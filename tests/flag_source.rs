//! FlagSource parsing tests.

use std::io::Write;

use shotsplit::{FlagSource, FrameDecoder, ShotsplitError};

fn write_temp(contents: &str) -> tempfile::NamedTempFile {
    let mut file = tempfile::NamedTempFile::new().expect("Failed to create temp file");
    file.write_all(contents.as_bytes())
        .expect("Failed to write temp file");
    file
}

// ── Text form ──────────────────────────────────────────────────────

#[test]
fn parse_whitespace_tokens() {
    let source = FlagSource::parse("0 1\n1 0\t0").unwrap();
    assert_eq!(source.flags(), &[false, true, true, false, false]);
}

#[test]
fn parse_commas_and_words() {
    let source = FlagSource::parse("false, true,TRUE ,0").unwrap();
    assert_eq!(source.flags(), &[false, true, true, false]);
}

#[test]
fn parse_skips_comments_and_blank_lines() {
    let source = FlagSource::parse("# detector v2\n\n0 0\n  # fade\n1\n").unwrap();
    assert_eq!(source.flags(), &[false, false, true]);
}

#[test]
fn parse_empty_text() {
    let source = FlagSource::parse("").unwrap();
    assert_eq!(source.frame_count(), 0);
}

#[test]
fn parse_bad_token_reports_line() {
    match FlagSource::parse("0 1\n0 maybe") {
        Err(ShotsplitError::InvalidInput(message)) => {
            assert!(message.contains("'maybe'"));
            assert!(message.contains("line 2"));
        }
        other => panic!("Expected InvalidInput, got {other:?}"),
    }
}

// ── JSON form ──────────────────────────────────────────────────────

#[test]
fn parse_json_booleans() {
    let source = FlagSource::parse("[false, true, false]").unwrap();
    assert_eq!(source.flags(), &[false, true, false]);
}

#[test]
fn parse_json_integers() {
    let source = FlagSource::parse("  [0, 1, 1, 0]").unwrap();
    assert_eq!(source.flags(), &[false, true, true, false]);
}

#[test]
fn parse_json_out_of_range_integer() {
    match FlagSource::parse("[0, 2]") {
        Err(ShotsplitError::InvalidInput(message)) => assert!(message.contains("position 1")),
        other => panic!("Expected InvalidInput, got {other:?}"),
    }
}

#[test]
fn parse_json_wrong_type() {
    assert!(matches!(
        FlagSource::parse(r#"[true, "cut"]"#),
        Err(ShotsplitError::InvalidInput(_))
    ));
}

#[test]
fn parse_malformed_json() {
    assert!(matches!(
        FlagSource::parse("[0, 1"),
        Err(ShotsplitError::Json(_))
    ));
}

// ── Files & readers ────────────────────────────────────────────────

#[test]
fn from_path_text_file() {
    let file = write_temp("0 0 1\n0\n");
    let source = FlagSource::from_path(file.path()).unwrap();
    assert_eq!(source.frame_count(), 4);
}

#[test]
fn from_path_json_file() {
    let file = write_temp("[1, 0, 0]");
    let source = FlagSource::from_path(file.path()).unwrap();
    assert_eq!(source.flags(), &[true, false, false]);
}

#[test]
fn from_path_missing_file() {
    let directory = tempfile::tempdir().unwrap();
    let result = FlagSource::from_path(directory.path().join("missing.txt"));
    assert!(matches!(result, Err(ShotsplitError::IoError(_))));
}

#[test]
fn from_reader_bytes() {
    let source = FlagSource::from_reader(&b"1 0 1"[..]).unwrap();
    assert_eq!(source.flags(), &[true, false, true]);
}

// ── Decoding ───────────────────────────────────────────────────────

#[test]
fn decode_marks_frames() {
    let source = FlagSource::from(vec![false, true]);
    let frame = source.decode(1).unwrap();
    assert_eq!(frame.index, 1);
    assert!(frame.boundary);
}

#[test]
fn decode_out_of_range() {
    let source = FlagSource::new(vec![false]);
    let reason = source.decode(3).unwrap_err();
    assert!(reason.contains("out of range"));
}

--

ASSIGNMENT: Where does the string "contents" appear in the records? Copy every line that holds it.

OUTPUT:
fn write_temp(contents: &str) -> tempfile::NamedTempFile {
    file.write_all(contents.as_bytes())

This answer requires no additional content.